Home Blog Medical Malpractice A Response to UT Editorial re: CA Medical Malpractice Law

A Response to UT Editorial re: CA Medical Malpractice Law

By Aline Miranda on April 1, 2014

California’s Medical Injury Compensation Reform Act (known as MICRA), enacted in 1975, caps pain and suffering awards in medical malpractice cases to $250,000. The cap has never been raised or adjusted for inflation. To serve as an effective deterrent to medical malpractice by incompetent doctors, it is time for the cap be increased.

Most doctors are smart and compassionate people who do not commit malpractice. According to some statistics, a very small percentage of US doctors are responsible for the majority of medical malpractice claims. Many of these doctors are repeat offenders and many malpractice claims can be traced back to doctors who are addicted to drugs or alcohol. The medical profession simply is not capable of policing itself and the threat of a lawsuit is necessary to deter malpractice and to encourage good medical practices. In fact, malpractice lawsuits against incompetent doctors serve the dual purpose of policing incompetent doctors and compensating the victims of their medical negligence. Unfortunately, $250,000 is neither a sufficiently high enough award to effectively deter medical malpractice nor adequate to compensate the victims for the death of a loved one, a disabling birth injury to a child, or a permanent disfigurement caused by an incompetent doctor. Neither purpose will be served unless and until the punishment fits the crime.

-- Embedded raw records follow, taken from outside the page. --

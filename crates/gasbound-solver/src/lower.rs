// SPDX-License-Identifier: AGPL-3.0

//! Lowering of symbolic expressions to z3 terms

use gasbound_constants::WORD_BITS;
use gasbound_exceptions::{GasboundException, GasboundResult};
use gasbound_expr::{BinaryOp, CmpOp, Expr, ExprKind, GasExpr, GasTerm, TernaryOp, UnaryOp};
use num_bigint::BigUint;
use num_traits::ToPrimitive;
use std::collections::HashMap;
use z3::ast::{Ast, Bool, Int, BV};
use z3::{Context, FuncDecl, Sort};

/// Largest concrete exponent expanded into repeated multiplication
const MAX_EXPANDED_EXPONENT: u64 = 8;

#[derive(Debug, Clone)]
pub enum Lowered<'ctx> {
    Word(BV<'ctx>),
    Bool(Bool<'ctx>),
}

/// Build a 256-bit constant byte by byte
pub fn biguint_to_bv<'ctx>(ctx: &'ctx Context, value: &BigUint) -> BV<'ctx> {
    if let Some(small) = value.to_u64() {
        return BV::from_u64(ctx, small, WORD_BITS);
    }
    let bytes = value.to_bytes_be();
    let mut padded = vec![0u8; 32usize.saturating_sub(bytes.len())];
    padded.extend_from_slice(&bytes[bytes.len().saturating_sub(32)..]);

    let mut acc = BV::from_u64(ctx, padded[0] as u64, 8);
    for byte in &padded[1..] {
        acc = acc.concat(&BV::from_u64(ctx, *byte as u64, 8));
    }
    acc
}

/// Parse a z3 numeral (`#x..`, `#b..` or decimal)
pub fn bv_to_biguint(bv: &BV) -> Option<BigUint> {
    if let Some(small) = bv.as_u64() {
        return Some(BigUint::from(small));
    }
    let text = bv.to_string();
    if let Some(hex) = text.strip_prefix("#x") {
        BigUint::parse_bytes(hex.as_bytes(), 16)
    } else if let Some(bin) = text.strip_prefix("#b") {
        BigUint::parse_bytes(bin.as_bytes(), 2)
    } else {
        BigUint::parse_bytes(text.as_bytes(), 10)
    }
}

/// Translates [`Expr`] trees into z3 terms, sharing repeated subterms
pub struct Lowering<'ctx> {
    ctx: &'ctx Context,
    vars: HashMap<String, BV<'ctx>>,
    cache: HashMap<u64, Vec<(Expr, Lowered<'ctx>)>>,
    functions: HashMap<String, FuncDecl<'ctx>>,
}

impl<'ctx> Lowering<'ctx> {
    pub fn new(ctx: &'ctx Context) -> Self {
        Self {
            ctx,
            vars: HashMap::new(),
            cache: HashMap::new(),
            functions: HashMap::new(),
        }
    }

    /// Variables lowered so far, by name
    pub fn variables(&self) -> impl Iterator<Item = (&String, &BV<'ctx>)> {
        self.vars.iter()
    }

    fn zero(&self) -> BV<'ctx> {
        BV::from_u64(self.ctx, 0, WORD_BITS)
    }

    fn word_const(&self, value: u64) -> BV<'ctx> {
        BV::from_u64(self.ctx, value, WORD_BITS)
    }

    fn function(&mut self, name: &str, arity: usize) -> &FuncDecl<'ctx> {
        let ctx = self.ctx;
        let key = format!("{}_{}", name, arity);
        self.functions.entry(key.clone()).or_insert_with(|| {
            let word = Sort::bitvector(ctx, WORD_BITS);
            let domain: Vec<&Sort> = (0..arity).map(|_| &word).collect();
            FuncDecl::new(ctx, key, &domain, &word)
        })
    }

    fn apply(&mut self, name: &str, args: &[BV<'ctx>]) -> GasboundResult<BV<'ctx>> {
        let decl = self.function(name, args.len());
        let refs: Vec<&dyn Ast<'ctx>> = args.iter().map(|a| a as &dyn Ast<'ctx>).collect();
        decl.apply(&refs).as_bv().ok_or_else(|| {
            GasboundException::Internal(format!("{} must return a bit-vector", name))
        })
    }

    pub fn word(&mut self, expr: &Expr) -> GasboundResult<BV<'ctx>> {
        match self.lower(expr)? {
            Lowered::Word(bv) => Ok(bv),
            Lowered::Bool(_) => Err(GasboundException::Internal(format!(
                "expected a word, got boolean {}",
                expr
            ))),
        }
    }

    pub fn boolean(&mut self, expr: &Expr) -> GasboundResult<Bool<'ctx>> {
        match self.lower(expr)? {
            Lowered::Bool(b) => Ok(b),
            Lowered::Word(_) => Err(GasboundException::Internal(format!(
                "expected a boolean, got word {}",
                expr
            ))),
        }
    }

    pub fn lower(&mut self, expr: &Expr) -> GasboundResult<Lowered<'ctx>> {
        if let Some(bucket) = self.cache.get(&expr.hash_value()) {
            if let Some((_, done)) = bucket.iter().find(|(e, _)| e == expr) {
                return Ok(done.clone());
            }
        }

        let ctx = self.ctx;
        let lowered = match expr.kind() {
            ExprKind::Word(w) => Lowered::Word(biguint_to_bv(ctx, w)),
            ExprKind::Bool(b) => Lowered::Bool(Bool::from_bool(ctx, *b)),
            ExprKind::Var(name) => {
                let bv = self
                    .vars
                    .entry(name.to_string())
                    .or_insert_with(|| BV::new_const(ctx, &**name, WORD_BITS))
                    .clone();
                Lowered::Word(bv)
            }
            ExprKind::Unary(UnaryOp::Not, a) => Lowered::Word(self.word(a)?.bvnot()),
            ExprKind::Binary(op, a, b) => Lowered::Word(self.binary(*op, a, b)?),
            ExprKind::Ternary(op, a, b, n) => {
                let a = self.word(a)?.zero_ext(WORD_BITS);
                let b = self.word(b)?.zero_ext(WORD_BITS);
                let n = self.word(n)?;
                let combined = match op {
                    TernaryOp::AddMod => a.bvadd(&b),
                    TernaryOp::MulMod => a.bvmul(&b),
                };
                let reduced = combined
                    .bvurem(&n.zero_ext(WORD_BITS))
                    .extract(WORD_BITS - 1, 0);
                Lowered::Word(n._eq(&self.zero()).ite(&self.zero(), &reduced))
            }
            ExprKind::Keccak(words) => {
                let args = words
                    .iter()
                    .map(|w| self.word(w))
                    .collect::<GasboundResult<Vec<_>>>()?;
                Lowered::Word(self.apply("keccak256", &args)?)
            }
            ExprKind::Cmp(op, a, b) => {
                let a = self.word(a)?;
                let b = self.word(b)?;
                Lowered::Bool(match op {
                    CmpOp::Eq => a._eq(&b),
                    CmpOp::Ne => a._eq(&b).not(),
                    CmpOp::Ult => a.bvult(&b),
                    CmpOp::Ule => a.bvule(&b),
                    CmpOp::Ugt => a.bvugt(&b),
                    CmpOp::Uge => a.bvuge(&b),
                    CmpOp::Slt => a.bvslt(&b),
                    CmpOp::Sle => a.bvsle(&b),
                    CmpOp::Sgt => a.bvsgt(&b),
                    CmpOp::Sge => a.bvsge(&b),
                })
            }
            ExprKind::Not(a) => Lowered::Bool(self.boolean(a)?.not()),
            ExprKind::And(items) | ExprKind::Or(items) => {
                let lowered = items
                    .iter()
                    .map(|i| self.boolean(i))
                    .collect::<GasboundResult<Vec<_>>>()?;
                let refs: Vec<&Bool<'ctx>> = lowered.iter().collect();
                Lowered::Bool(if matches!(expr.kind(), ExprKind::And(_)) {
                    Bool::and(ctx, &refs)
                } else {
                    Bool::or(ctx, &refs)
                })
            }
            ExprKind::Ite(c, t, e) => {
                let c = self.boolean(c)?;
                match (self.lower(t)?, self.lower(e)?) {
                    (Lowered::Word(t), Lowered::Word(e)) => Lowered::Word(c.ite(&t, &e)),
                    (Lowered::Bool(t), Lowered::Bool(e)) => Lowered::Bool(c.ite(&t, &e)),
                    _ => {
                        return Err(GasboundException::Internal(format!(
                            "ite branches of different sorts in {}",
                            expr
                        )))
                    }
                }
            }
        };

        self.cache
            .entry(expr.hash_value())
            .or_default()
            .push((expr.clone(), lowered.clone()));
        Ok(lowered)
    }

    fn binary(&mut self, op: BinaryOp, a: &Expr, b: &Expr) -> GasboundResult<BV<'ctx>> {
        let zero = self.zero();
        let x = self.word(a)?;
        let y = self.word(b)?;
        let y_is_zero = y._eq(&zero);
        Ok(match op {
            BinaryOp::Add => x.bvadd(&y),
            BinaryOp::Sub => x.bvsub(&y),
            BinaryOp::Mul => x.bvmul(&y),
            BinaryOp::Div => y_is_zero.ite(&zero, &x.bvudiv(&y)),
            BinaryOp::SDiv => y_is_zero.ite(&zero, &x.bvsdiv(&y)),
            BinaryOp::Mod => y_is_zero.ite(&zero, &x.bvurem(&y)),
            BinaryOp::SMod => y_is_zero.ite(&zero, &x.bvsrem(&y)),
            BinaryOp::Exp => self.exp(a, b, x, y)?,
            BinaryOp::SignExtend => self.sign_extend(a, x, y)?,
            BinaryOp::And => x.bvand(&y),
            BinaryOp::Or => x.bvor(&y),
            BinaryOp::Xor => x.bvxor(&y),
            // Operands in pop order: shift first, value second
            BinaryOp::Shl => y.bvshl(&x),
            BinaryOp::Shr => y.bvlshr(&x),
            BinaryOp::Sar => y.bvashr(&x),
            BinaryOp::Byte => {
                let in_range = x.bvult(&self.word_const(32));
                let shift = self.word_const(31).bvsub(&x).bvmul(&self.word_const(8));
                let byte = y.bvlshr(&shift).bvand(&self.word_const(0xff));
                in_range.ite(&byte, &zero)
            }
        })
    }

    /// Small concrete exponents are expanded, powers of two become shifts,
    /// everything else is an uninterpreted function.
    fn exp(
        &mut self,
        base: &Expr,
        exponent: &Expr,
        base_bv: BV<'ctx>,
        exponent_bv: BV<'ctx>,
    ) -> GasboundResult<BV<'ctx>> {
        if let Some(n) = exponent.as_u64().filter(|n| *n <= MAX_EXPANDED_EXPONENT) {
            let mut acc = self.word_const(1);
            for _ in 0..n {
                acc = acc.bvmul(&base_bv);
            }
            return Ok(acc);
        }
        if base.as_u64() == Some(2) {
            return Ok(self.word_const(1).bvshl(&exponent_bv));
        }
        self.apply("evm_exp", &[base_bv, exponent_bv])
    }

    fn sign_extend(
        &mut self,
        byte: &Expr,
        byte_bv: BV<'ctx>,
        value: BV<'ctx>,
    ) -> GasboundResult<BV<'ctx>> {
        match byte.as_u64() {
            Some(n) if n < 31 => {
                let bit = (n as u32) * 8 + 7;
                Ok(value.extract(bit, 0).sign_ext(WORD_BITS - 1 - bit))
            }
            Some(_) => Ok(value),
            None => self.apply("evm_signextend", &[byte_bv, value]),
        }
    }

    /// Gas as an unbounded integer
    pub fn gas(&mut self, gas: &GasExpr) -> GasboundResult<Int<'ctx>> {
        let ctx = self.ctx;
        let mut parts = vec![Int::from_u64(ctx, gas.constant)];
        for term in &gas.terms {
            parts.push(match term {
                GasTerm::Words { coeff, size } => {
                    let size = self.word(size)?.to_int(false);
                    let words = Int::add(ctx, &[&size, &Int::from_u64(ctx, 31)])
                        .div(&Int::from_u64(ctx, 32));
                    Int::mul(ctx, &[&Int::from_u64(ctx, *coeff), &words])
                }
                GasTerm::Bytes { coeff, size } => {
                    let size = self.word(size)?.to_int(false);
                    Int::mul(ctx, &[&Int::from_u64(ctx, *coeff), &size])
                }
                GasTerm::Select {
                    cond,
                    then,
                    otherwise,
                } => self
                    .boolean(cond)?
                    .ite(&Int::from_u64(ctx, *then), &Int::from_u64(ctx, *otherwise)),
                GasTerm::Scaled { counter, body } => {
                    let counter = self.word(counter)?.to_int(false);
                    let body = self.gas(body)?;
                    Int::mul(ctx, &[&counter, &body])
                }
            });
        }
        let refs: Vec<&Int<'ctx>> = parts.iter().collect();
        Ok(Int::add(ctx, &refs))
    }
}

Opponents of increasing the cap argue that doing so will increase medical malpractice insurance for doctors and, thus, increase medical costs for all of us. However, malpractice rates actually increased after MICRA was originally enacted in 1975 and kept they increasing until the insurance industry was forced to revise its rate structure with the passage of the consumer protection law known as Prop 103. Furthermore, the claim of increased insurance rates is disputed by medical economists who argue that the most effective way to serve these dual purposes is to raise the cap to an amount that will both adequately punish incompetent doctors and adequately compensate his or her victim. Some studies argue that rising jury awards against incompetent doctors will increase action to prevent malpractice from occurring in the first place because malpractice insurers will offer more training to doctors and incompetent doctors may be forced out of clinical practice. Others argue that increasing the cap pits doctors against lawyers. In reality, the cap pits all of us against incompetent doctors, reckless HMO’s and other unintended consequences of managed, for-profit health care system who do not have to pay for the damage they cause and, until they do, they have no economic incentive to follow the “Golden Rule” of medicine: Do no harm.

Lawyers like me have been lobbying for an increase in the cap to $1.1 million and the CA legislature currently is considering a bill to do so. It is called the Troy and Alana Pack Patient Safety Act of 2014 in honor of 2 Bay area children who were killed by a prescription drug abusing doctor. In addition to increasing the MICRA cap, the proposed law also includes commonsense consumer protections such as mandatory drug and alcohol testing for doctors (just like we already do for airline pilots, truck drivers and others entrusted with the job of keeping us safe) and establishing a statewide database to crack down on doctors’ who abuse prescription drugs by prescribing them for themselves. This proposed law is a grassroots effort to make patients safer and I hope you will support it.